| Required action |
Below are lines of data; restate word for word those running from the line containing "client's engine: it" to the line containing "input focus |", inclusive, and no others.

| Data listing |

//! Client-side synchronization engine for a shared, unbounded drawing place.
//!
//! Many participants draw on one effectively infinite canvas. Each client sees
//! only a local viewport and stays in sync with a remote authority over a
//! persistent named-event connection. This crate is that client's engine: it
//! chunks the world spatially, negotiates viewport bounds, integrates keyboard
//! movement once per frame, draws optimistically, and keeps the chat join line
//! ordered after history.
//!
//! The engine performs no I/O of its own. Drawing, transport, DOM-style event
//! listeners, frame scheduling, and the host UI are injected through the traits
//! in [`render`], [`transport`], [`platform`], and [`host`].
//!
//! ## Module layout
//!
//! | Module | Role |
//! |--------|------|
//! | [`place`] | The [`place::Place`] coordinator: lifecycle and public contract |
//! | [`geometry`] | Coordinates, bounds, and chunk-id derivation |
//! | [`chunk`] | Lines, chunks, and the spatial [`chunk::ChunkStore`] |
//! | [`render`] | The [`render::Surface`] seam and the stateless drawing engine |
//! | [`viewport`] | Location/bounds state and keyboard movement integration |
//! | [`input`] | Movement keys and input focus |
//! | [`presence`] | Local user and the remote user snapshot |
//! | [`message`] | Chat message variants |
//! | [`chat`] | History/join ordering for chat delivery |
//! | [`echo`] | Optional deduplication of the authority echoing our own events |
//! | [`protocol`] | Typed inbound/outbound events and their frame encoding |
//! | [`transport`] | The [`transport::Transport`] seam and a channel-backed implementation |
//! | [`host`] | The [`host::PlaceHost`] observer pushed to by the engine |
//! | [`platform`] | Listener and per-frame scheduling seams, decoded input events, and the late-bound [`platform::PlaceSlot`] |
//! | [`config`] | [`config::PlaceConfig`] |
//! | [`consts`] | Shared numeric constants |
//! | `web` | (wasm32) Canvas surface, DOM listeners, `requestAnimationFrame` clock, and `mount` |

pub mod chat;
pub mod chunk;
pub mod config;
pub mod consts;
pub mod echo;
pub mod geometry;
pub mod host;
pub mod input;
pub mod message;
pub mod place;
pub mod platform;
pub mod presence;
pub mod protocol;
pub mod render;
pub mod transport;
pub mod viewport;
#[cfg(target_arch = "wasm32")]
pub mod web;

#[cfg(test)]
mod testing;

pub use place::{Place, PlaceParts};
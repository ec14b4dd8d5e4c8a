//! Shared numeric constants for the place crate.

// ── World grid ──────────────────────────────────────────────────

/// Side length of one chunk cell, in world units.
pub const CHUNK_DIMENSION: f64 = 10_000.0;

// ── Movement ────────────────────────────────────────────────────

/// World units travelled per frame while a movement key is held.
pub const SPEED: f64 = 10.0;

// ── Presence ────────────────────────────────────────────────────

/// Stroke color of a fresh local user before the host picks one.
pub const DEFAULT_COLOR: &str = "#000000";

// ── Echo deduplication ──────────────────────────────────────────

/// Maximum own events remembered while waiting for an authority echo.
pub const ECHO_CAPACITY: usize = 256;
//! Rendering: paints visible line segments onto a drawing surface.
//!
//! This module is the only place that talks to a [`Surface`]. It is a pure
//! function of the chunk data, the current bounds, and the current location;
//! it never mutates engine state. World coordinates map to surface pixels by
//! subtracting the viewport location.
//!
//! A line is drawn when at least one endpoint lies inside the bounds. A segment
//! whose endpoints are both outside but which still crosses the viewport is
//! not detected and is skipped.

#[cfg(test)]
#[path = "render_test.rs"]
mod render_test;

use crate::chunk::{Chunk, ChunkStore, Line};
use crate::geometry::{Bounds, Coordinate, Size};

/// A 2D drawing target in viewport-local pixels.
pub trait Surface {
    /// Current pixel size of the surface.
    fn size(&self) -> Size;

    /// Erase everything on the surface.
    fn clear(&mut self);

    /// Set the stroke color to `color`, then stroke one segment.
    fn stroke_line(&mut self, from: Coordinate, to: Coordinate, color: &str);
}

/// Translate a world coordinate into surface pixels.
#[must_use]
pub fn to_canvas(world: Coordinate, location: Coordinate) -> Coordinate {
    world - location
}

/// Whether a line has at least one endpoint inside `bounds`.
#[must_use]
pub fn is_line_visible(line: &Line, bounds: &Bounds) -> bool {
    bounds.contains(line.from) || bounds.contains(line.to)
}

/// Draw one line if it is eligible. Returns whether it was stroked.
pub fn draw_line(surface: &mut dyn Surface, line: &Line, bounds: &Bounds, location: Coordinate) -> bool {
    if !is_line_visible(line, bounds) {
        return false;
    }
    surface.stroke_line(
        to_canvas(line.from, location),
        to_canvas(line.to, location),
        &line.color,
    );
    true
}

/// Draw every eligible line of one chunk without clearing. Returns the number stroked.
pub fn draw_chunk(surface: &mut dyn Surface, chunk: &Chunk, bounds: &Bounds, location: Coordinate) -> usize {
    chunk
        .lines
        .iter()
        .filter(|line| draw_line(surface, line, bounds, location))
        .count()
}

/// Clear the surface and draw every chunk whose footprint touches `bounds`.
///
/// Returns the number of lines stroked.
pub fn redraw_all(
    surface: &mut dyn Surface,
    chunks: &ChunkStore,
    bounds: &Bounds,
    location: Coordinate,
    dimension: f64,
) -> usize {
    surface.clear();
    chunks
        .visible(bounds, dimension)
        .map(|chunk| draw_chunk(surface, chunk, bounds, location))
        .sum()
}
//! Platform seams: input listener registration and per-frame callbacks.
//!
//! DESIGN
//! ======
//! The coordinator subscribes its pointer, keyboard, and resize listeners
//! when it starts and unsubscribes every one of them when it stops. The host
//! decodes each registered event into an [`InputEvent`] for `Place::dispatch`.
//!
//! Movement runs on a self-rescheduling frame callback. The coordinator asks
//! for one frame at a time; the host calls `Place::on_frame` when it fires.
//! `stop` cancels the outstanding request and the coordinator never asks for
//! another one after that.
//!
//! Platform callbacks outlive any single borrow of the coordinator, so they
//! reach it through a [`PlaceSlot`]: a weak handle bound once the `Place`
//! exists. A callback that fires before binding, after the `Place` is gone,
//! or while the `Place` is already borrowed is dropped.

use std::cell::RefCell;
use std::rc::{Rc, Weak};

use crate::geometry::Coordinate;
use crate::input::InputFocus;
use crate::place::Place;

/// An input event kind the coordinator listens to.
#[derive(Debug, Clone, Copy, PartialEq, Eq, Hash)]
pub enum ListenerKind {
    /// Pointer pressed on the canvas.
    PointerDown,
    /// Pointer moved over the canvas.
    PointerMove,
    /// Pointer released on the canvas.
    PointerUp,
    /// Key pressed anywhere in the document.
    KeyDown,
    /// Key released anywhere in the document.
    KeyUp,
    /// The canvas changed size.
    Resize,
}

impl ListenerKind {
    /// Every kind, in registration order.
    pub const ALL: [Self; 6] = [
        Self::PointerDown,
        Self::PointerMove,
        Self::PointerUp,
        Self::KeyDown,
        Self::KeyUp,
        Self::Resize,
    ];

    /// The DOM event name this kind listens for.
    #[must_use]
    pub fn event_name(self) -> &'static str {
        match self {
            Self::PointerDown => "pointerdown",
            Self::PointerMove => "pointermove",
            Self::PointerUp => "pointerup",
            Self::KeyDown => "keydown",
            Self::KeyUp => "keyup",
            Self::Resize => "resize",
        }
    }

    /// Keyboard and resize events are taken from the whole window; pointer
    /// events only from the canvas.
    #[must_use]
    pub fn targets_window(self) -> bool {
        matches!(self, Self::KeyDown | Self::KeyUp | Self::Resize)
    }
}

/// A decoded input event, ready for `Place::dispatch`.
#[derive(Debug, Clone, PartialEq)]
pub enum InputEvent {
    /// Canvas-local pointer offset.
    PointerDown(Coordinate),
    PointerMove(Coordinate),
    PointerUp(Coordinate),
    KeyDown { key: String, focus: InputFocus },
    KeyUp { key: String, focus: InputFocus },
    Resize,
}

impl InputEvent {
    #[must_use]
    pub fn kind(&self) -> ListenerKind {
        match self {
            Self::PointerDown(_) => ListenerKind::PointerDown,
            Self::PointerMove(_) => ListenerKind::PointerMove,
            Self::PointerUp(_) => ListenerKind::PointerUp,
            Self::KeyDown { .. } => ListenerKind::KeyDown,
            Self::KeyUp { .. } => ListenerKind::KeyUp,
            Self::Resize => ListenerKind::Resize,
        }
    }
}

/// Handle to one registered listener.
#[derive(Debug, Clone, Copy, PartialEq, Eq, Hash)]
pub struct ListenerId(pub u64);

/// Something input listeners can be attached to.
pub trait EventTarget {
    fn listen(&mut self, kind: ListenerKind) -> ListenerId;
    fn unlisten(&mut self, id: ListenerId);
}

/// Handle to one pending frame callback.
#[derive(Debug, Clone, Copy, PartialEq, Eq, Hash)]
pub struct FrameRequest(pub u64);

/// A display-refresh clock.
pub trait FrameScheduler {
    /// Ask for `Place::on_frame` to be called once, on the next frame.
    fn request_frame(&mut self) -> FrameRequest;

    /// Withdraw a request that has not fired yet.
    fn cancel_frame(&mut self, request: FrameRequest);
}

/// Weak, late-bound route from platform callbacks to the coordinator.
#[derive(Debug, Clone, Default)]
pub struct PlaceSlot(Rc<RefCell<Weak<RefCell<Place>>>>);

impl PlaceSlot {
    #[must_use]
    pub fn new() -> Self {
        Self::default()
    }

    /// Route every clone of this slot to `place`.
    pub fn bind(&self, place: &Rc<RefCell<Place>>) {
        *self.0.borrow_mut() = Rc::downgrade(place);
    }

    /// Run `f` against the bound `Place`. Returns whether it ran.
    pub fn with(&self, f: impl FnOnce(&mut Place)) -> bool {
        let Some(place) = self.0.borrow().upgrade() else {
            return false;
        };
        let Ok(mut guard) = place.try_borrow_mut() else {
            tracing::trace!("place busy; callback dropped");
            return false;
        };
        f(&mut guard);
        true
    }
}

#[cfg(test)]
#[path = "platform_test.rs"]
mod platform_test;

| Completed task |
//! persistent named-event connection. This crate is that client's engine: it
//! chunks the world spatially, negotiates viewport bounds, integrates keyboard
//! movement once per frame, draws optimistically, and keeps the chat join line
//! ordered after history.
//!
//! The engine performs no I/O of its own. Drawing, transport, DOM-style event
//! listeners, frame scheduling, and the host UI are injected through the traits
//! in [`render`], [`transport`], [`platform`], and [`host`].
//!
//! ## Module layout
//!
//! | Module | Role |
//! |--------|------|
//! | [`place`] | The [`place::Place`] coordinator: lifecycle and public contract |
//! | [`geometry`] | Coordinates, bounds, and chunk-id derivation |
//! | [`chunk`] | Lines, chunks, and the spatial [`chunk::ChunkStore`] |
//! | [`render`] | The [`render::Surface`] seam and the stateless drawing engine |
//! | [`viewport`] | Location/bounds state and keyboard movement integration |
//! | [`input`] | Movement keys and input focus |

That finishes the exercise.